I Carry Your Heart

It began with a boy. Things usually do, I suppose. He was five years old when he picked a rock out of the gravel and placed it in my hand. Kissing my cheek, he said, “It’s a heart.” And off he scurried, brown eyes mixing in with the darkness of the night. The summer of 2010 forever remains in my memory as one of the heart—a pruning of mine and a realization of His.

A heart. The cliché symbol of love. They would appear to me as I walked through creek beds and wooded paths—during night hikes up to the staff cabin to shower or change. In fields. By the lake. Heart shaped rocks would appear, and the children began bringing them to me one by one.  It became a sort of game for the other counselors—an excellent way to keep their children focused. And so my backpack began to fill with rocks shaped like things only closely related to a heart. But I kept them just the same—even the small little pieces of gravel picked up underneath the tent. I would keep them because they were a gift. But they weren’t just a gift from those sweet little faces and fingers. That summer, Gungor’s song Beautiful Things hit it big—and somehow, sensing the power in the lyrics, our elementary school children would hunt crawdads while belting out, “You make beautiful things out of dust. You make beautiful things out of us.” And so, each day was a reminder of God’s heart and mine. The entwining of the two, a hard and beautiful process.

They just began to be something that I looked for—rocks shaped like hearts. And soon friends began mailing them from California and Michigan—giving them to me in Scotland and having little African children search for them on mission trips. And each time I’d get a thrill at the fact that they were perfectly formed into the shape of a heart—and that God had taken the time to deliver them just to me.

It was only natural that I search for God’s symbol in India. There—where my heart was pushed and stretched and broken. It became a mosaic of grace and forgiveness as I allowed Him to reconstruct the shattered pieces. None of them believed me when I told them that God gave me heart shaped rocks as gifts. Rocks are rocks, right? Each day I’d walk with my face to the ground—searching. Hoping. Looking. I knew He had a gift for me, but was impatient to receive it. Often, I’d dig around along the edge of the dark sandy beach, slowly wasting away from Monsoon season. I’d dig and poke and wonder why no heart seemed to appear.

And then, on the day of my departure, strolling alongside my teammate, a whisper came into my ear. “Go over there.” And there, in a washed up pile of sticks and debris, was a perfectly smooth, gray stone in the shape of a heart.

I sat thinking about this particular occurrence this afternoon while driving home from work. There are so many things I look for and pray for and long for.  I keep my head down in the sand looking for them and wondering why God does not make them appear. So often, we as humans see God’s provision and love manifested in fulfilled desires. So, we seek the representation of God’s love instead of He himself.  In the same way, I sought the reminder of his heart instead of His actual heart.

I’ve just been mulling these actualities around in my brain this evening—how I can desperately feel like I deserve something from the Lord—that there must be some gift or reminder of his love that he is somehow withholding.
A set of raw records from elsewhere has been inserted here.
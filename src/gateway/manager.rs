// Process-wide registry of gateway connections, keyed by gateway id.
// Register/unregister carry the persistence side effects; routers only look
// connections up.
use crate::gateway::{GatewayConnection, GatewaySnapshot};
use crate::storage::{GatewayRecord, StorageBackend};
use anyhow::Result;
use serde::Serialize;
use serde_json::Value;
use std::collections::HashMap;
use std::sync::Arc;
use tokio::sync::RwLock;
use tracing::{info, warn};

#[derive(Debug, Clone, Serialize)]
#[serde(rename_all = "camelCase")]
pub struct GatewayStatus {
    pub connected: bool,
    pub agents: Vec<Value>,
    pub models: Vec<Value>,
    pub default_model: Option<String>,
}

impl GatewayStatus {
    fn from_connection(connection: &GatewayConnection) -> Self {
        let GatewaySnapshot {
            agents,
            models,
            default_model,
        } = connection.snapshot();
        Self {
            connected: connection.is_connected(),
            agents,
            models,
            default_model,
        }
    }
}

pub struct GatewayManager {
    storage: Arc<dyn StorageBackend>,
    connections: RwLock<HashMap<String, Arc<GatewayConnection>>>,
}

impl GatewayManager {
    pub fn new(storage: Arc<dyn StorageBackend>) -> Self {
        Self {
            storage,
            connections: RwLock::new(HashMap::new()),
        }
    }

    /// Builds a connection for every stored config and starts dialing. A
    /// gateway that fails to dial keeps retrying on its own and never blocks
    /// the others.
    pub async fn start(&self) -> Result<()> {
        let stored = self.storage.list_gateways()?;
        let mut connections = self.connections.write().await;
        for record in stored {
            let auth = self
                .storage
                .get_gateway_auth(&record.id)?
                .unwrap_or_default();
            let connection =
                GatewayConnection::new(record.id.clone(), record.url.clone(), auth);
            connection.clone().start();
            connections.insert(record.id.clone(), connection);
        }
        info!(count = connections.len(), "gateway connections started");
        Ok(())
    }

    /// Persists the config, then constructs and dials the connection.
    pub async fn register(
        &self,
        gateway_id: &str,
        name: &str,
        url: &str,
        token: Option<&str>,
        password: Option<&str>,
    ) -> Result<GatewayRecord> {
        let record = self
            .storage
            .add_gateway(gateway_id, name, url, token, password)?;
        let auth = self
            .storage
            .get_gateway_auth(&record.id)?
            .unwrap_or_default();
        let connection = GatewayConnection::new(record.id.clone(), record.url.clone(), auth);
        connection.clone().start();
        self.connections
            .write()
            .await
            .insert(record.id.clone(), connection);
        Ok(record)
    }

    /// Stops the connection and deletes the config; sessions and messages
    /// cascade away with it.
    pub async fn unregister(&self, gateway_id: &str) -> Result<bool> {
        let removed = self.connections.write().await.remove(gateway_id);
        if let Some(connection) = removed {
            connection.stop().await;
        }
        self.storage.delete_gateway(gateway_id)
    }

    pub async fn get(&self, gateway_id: &str) -> Option<Arc<GatewayConnection>> {
        self.connections.read().await.get(gateway_id).cloned()
    }

    pub async fn contains(&self, gateway_id: &str) -> bool {
        self.connections.read().await.contains_key(gateway_id)
    }

    pub async fn status(&self, gateway_id: &str) -> Option<GatewayStatus> {
        let connection = self.get(gateway_id).await?;
        Some(GatewayStatus::from_connection(&connection))
    }

    /// Shutdown path: disable reconnect everywhere, close sockets, flush
    /// pending requests.
    pub async fn shutdown(&self) {
        let drained = {
            let mut connections = self.connections.write().await;
            connections.drain().collect::<Vec<_>>()
        };
        for (gateway_id, connection) in drained {
            connection.stop().await;
            info!(gateway = %gateway_id, "gateway connection stopped");
        }
    }
}

/// Seeds a `default` gateway when the table is empty, so a fresh install
/// pointed at one upstream works without a REST round-trip.
pub async fn seed_default_gateway(
    storage: &Arc<dyn StorageBackend>,
    seed_url: Option<&str>,
) -> Result<()> {
    let Some(url) = seed_url.map(str::trim).filter(|value| !value.is_empty()) else {
        return Ok(());
    };
    if !storage.list_gateways()?.is_empty() {
        return Ok(());
    }
    match storage.add_gateway("default", "Default Gateway", url, None, None) {
        Ok(_) => info!(url, "seeded default gateway"),
        Err(err) => warn!(error = %err, "default gateway seed failed"),
    }
    Ok(())
}

#[cfg(test)]
mod tests {
    use super::*;
    use crate::storage::SqliteStorage;
    use tempfile::TempDir;

    fn test_storage(dir: &TempDir) -> Arc<dyn StorageBackend> {
        let path = dir.path().join("manager.db");
        Arc::new(SqliteStorage::new(path.to_string_lossy().to_string()))
    }

    #[tokio::test]
    async fn register_creates_exactly_one_handle_per_stored_config() {
        let dir = TempDir::new().expect("temp dir");
        let storage = test_storage(&dir);
        let manager = GatewayManager::new(storage.clone());

        manager
            .register("g1", "One", "ws://127.0.0.1:1/ws", Some("tok"), None)
            .await
            .expect("register");
        assert!(manager.contains("g1").await);
        assert_eq!(storage.list_gateways().expect("list").len(), 1);

        let status = manager.status("g1").await.expect("status");
        assert!(!status.connected);
        assert!(status.agents.is_empty());
    }

    #[tokio::test]
    async fn duplicate_register_leaves_registry_untouched() {
        let dir = TempDir::new().expect("temp dir");
        let storage = test_storage(&dir);
        let manager = GatewayManager::new(storage.clone());
        manager
            .register("g1", "One", "ws://127.0.0.1:1/ws", None, None)
            .await
            .expect("register");
        let err = manager
            .register("g1", "Two", "ws://127.0.0.1:2/ws", None, None)
            .await
            .expect_err("duplicate rejected");
        assert!(err
            .downcast_ref::<crate::storage::AlreadyExists>()
            .is_some());
        assert_eq!(storage.list_gateways().expect("list").len(), 1);
    }

    #[tokio::test]
    async fn unregister_removes_handle_and_stored_config() {
        let dir = TempDir::new().expect("temp dir");
        let storage = test_storage(&dir);
        let manager = GatewayManager::new(storage.clone());
        manager
            .register("g1", "One", "ws://127.0.0.1:1/ws", None, None)
            .await
            .expect("register");
        assert!(manager.unregister("g1").await.expect("unregister"));
        assert!(!manager.contains("g1").await);
        assert!(storage.list_gateways().expect("list").is_empty());
        assert!(manager.status("g1").await.is_none());
    }

    #[tokio::test]
    async fn start_loads_stored_configs() {
        let dir = TempDir::new().expect("temp dir");
        let storage = test_storage(&dir);
        storage
            .add_gateway("g1", "One", "ws://127.0.0.1:1/ws", None, None)
            .expect("seed");
        storage
            .add_gateway("g2", "Two", "ws://127.0.0.1:2/ws", None, None)
            .expect("seed");

        let manager = GatewayManager::new(storage.clone());
        manager.start().await.expect("start");
        assert!(manager.contains("g1").await);
        assert!(manager.contains("g2").await);
        manager.shutdown().await;
    }

    #[tokio::test]
    async fn seed_only_applies_to_empty_table() {
        let dir = TempDir::new().expect("temp dir");
        let storage = test_storage(&dir);
        seed_default_gateway(&storage, Some("ws://127.0.0.1:9/ws"))
            .await
            .expect("seed");
        assert_eq!(storage.list_gateways().expect("list").len(), 1);

        seed_default_gateway(&storage, Some("ws://other/ws"))
            .await
            .expect("seed again");
        let listed = storage.list_gateways().expect("list");
        assert_eq!(listed.len(), 1);
        assert_eq!(listed[0].url, "ws://127.0.0.1:9/ws");
    }
}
If God loved me he would give me this. Or that. Or send me him or her. And if he really loved me he would give me these things now instead of allowing me to struggle. He wouldn’t allow me to feel lonely and broken and rejected and left behind.

 These are thoughts that, if we were all honest with ourselves, have crossed through our minds at one time or another. For me, it is learning to get my head out of the sand and remember that God’s gifts will undoubtedly wash upon the shore when I least expect it. His gifts are good and his love is never ending. He has never failed me, so I have no reason to believe that he would withhold anything good from me.

Sometimes, I believe that E.E. Cumming’s poem, I Carry Your Heart With Me, was actually written by God for me.

“i carry your heart with me(i carry it in

my heart)i am never without it(anywhere

i go you go,my dear;

here is the deepest secret nobody knows

(here is the root of the root and the bud of the bud

and the sky of the sky of a tree called life;which grows

higher than soul can hope or mind can hide)

and this is the wonder that’s keeping the stars apart.

i carry your heart(i carry it in my heart)

And this is the wonder that’s keeping the stars apart. He carries my heart.